Deputy Justice Minister Andries Nel told BuaNews that the 54 special courts, set up by the Department of Justice and Constitutional Development, were prepared for whatever the event threw their way.
“The courts are ready,” he said in Pretoria this week. “A large number of acting magistrates were appointed this week, and practice runs have taken place at these courts.”
Nel warned that the courts would not hesitate to deal with criminals during the soccer tournament: “Any hooligans or criminals who try their luck during the World Cup will also feel something – the red card of the law,” he said.
Countrywide courts, two shifts
The special courts – 34 at district courtrooms and 20 in regional courts – have been set up throughout the country. Most are expected to open on Friday, 28 May and will hear cases until 25 July.
There will be seven courtrooms in Limpopo province, four in Mpumalanga, seven in the Eastern Cape, three in KwaZulu-Natal and two in the Western Cape. The North West province will get four special courtrooms, the Free State three and the Northern Cape two.

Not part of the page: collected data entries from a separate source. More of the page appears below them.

use std::collections::HashMap;

use tracing::trace;

use crate::{error::RuntimeError, token::Token, value::Value};

/// Handle to a scope stored in an [`Environment`].
#[derive(Debug, Clone, Copy, PartialEq, Eq)]
pub struct ScopeId(usize);

#[derive(Debug, Clone, Default)]
struct Scope {
    bindings: HashMap<String, Value>,
    enclosing: Option<ScopeId>,
}

/// Chain of lexical scopes. Scopes live in an arena and point at their
/// parent by handle; the global scope is created up front and never removed.
///
/// Declarations always land in the current (innermost) scope, while lookups
/// and assignments walk outward through the `enclosing` links.
#[derive(Debug, Clone)]
pub struct Environment {
    scopes: Vec<Scope>,
    current: ScopeId,
}

impl Default for Environment {
    fn default() -> Self {
        Self::new()
    }
}

impl Environment {
    pub fn new() -> Self {
        Environment {
            scopes: vec![Scope::default()],
            current: ScopeId(0),
        }
    }

    pub fn global(&self) -> ScopeId {
        ScopeId(0)
    }

    pub fn current(&self) -> ScopeId {
        self.current
    }

    /// Number of scopes in the active chain, the global scope included.
    pub fn depth(&self) -> usize {
        self.scopes.len()
    }

    /// Opens a child of the current scope and makes it current.
    pub fn nest(&mut self) -> ScopeId {
        let id = ScopeId(self.scopes.len());
        self.scopes.push(Scope {
            bindings: HashMap::new(),
            enclosing: Some(self.current),
        });
        self.current = id;
        trace!(depth = self.scopes.len(), "scope opened");
        id
    }

    /// Discards the current scope and returns to its parent. The global
    /// scope is never discarded.
    pub fn unnest(&mut self) {
        if self.scopes.len() == 1 {
            return;
        }

        if let Some(scope) = self.scopes.pop() {
            self.current = scope.enclosing.unwrap_or(ScopeId(0));
        }
        trace!(depth = self.scopes.len(), "scope closed");
    }

    /// Binds `name` in the current scope, replacing any binding of the same
    /// name there. Bindings in enclosing scopes are left untouched.
    pub fn define(&mut self, name: impl Into<String>, value: Value) {
        self.scopes[self.current.0]
            .bindings
            .insert(name.into(), value);
    }

    pub fn get(&self, name: &Token) -> Result<Value, RuntimeError> {
        self.resolve(&name.lexeme)
            .and_then(|id| self.scopes[id.0].bindings.get(&name.lexeme))
            .cloned()
            .ok_or_else(|| undefined(name))
    }

    /// Overwrites the nearest existing binding of `name`. Never creates one.
    pub fn assign(&mut self, name: &Token, value: Value) -> Result<(), RuntimeError> {
        let id = self.resolve(&name.lexeme).ok_or_else(|| undefined(name))?;
        self.scopes[id.0]
            .bindings
            .insert(name.lexeme.clone(), value);
        Ok(())
    }

    fn resolve(&self, name: &str) -> Option<ScopeId> {
        let mut scope_id = Some(self.current);
        while let Some(id) = scope_id {
            let scope = &self.scopes[id.0];
            if scope.bindings.contains_key(name) {
                return Some(id);
            }
            scope_id = scope.enclosing;
        }

        None
    }
}

fn undefined(name: &Token) -> RuntimeError {
    RuntimeError::new(name, format!("undefined variable '{}'.", name.lexeme))
}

Gauteng province will have the most number of courtrooms – 22 in total.
To ensure that cases are dealt with speedily, the courts will operate on two shifts – a day shift from 7.45am to 4.30pm and a night shift from 4.30pm to 11pm.
The department said it had a constitutional obligation to ensure that the rights of all people within the borders of South Africa were protected.
“In the furtherance of this constitutional mandate, the department is putting extraordinary measures in place to ensure that the cases involving the multitude of soccer fans and participating teams who will be coming from all corners of the world for the World spectacle are fast-tracked,” the department said.
The South African Police Service, the National Prosecuting Authority, Legal Aid South Africa and the Judiciary are all involved in the Administration of Justice Plan, which will be implemented to deal with crimes associated with the World Cup.
The dedicated courts would also avoid disruption to the normal judicial services for South African citizens, the department said.
“These court rooms will deal with all 2010 Fifa World Cup-related cases. These dedicated court rooms are in courts which are mainly in host cities and located closer to the stadiums and ports of entry,” the department added.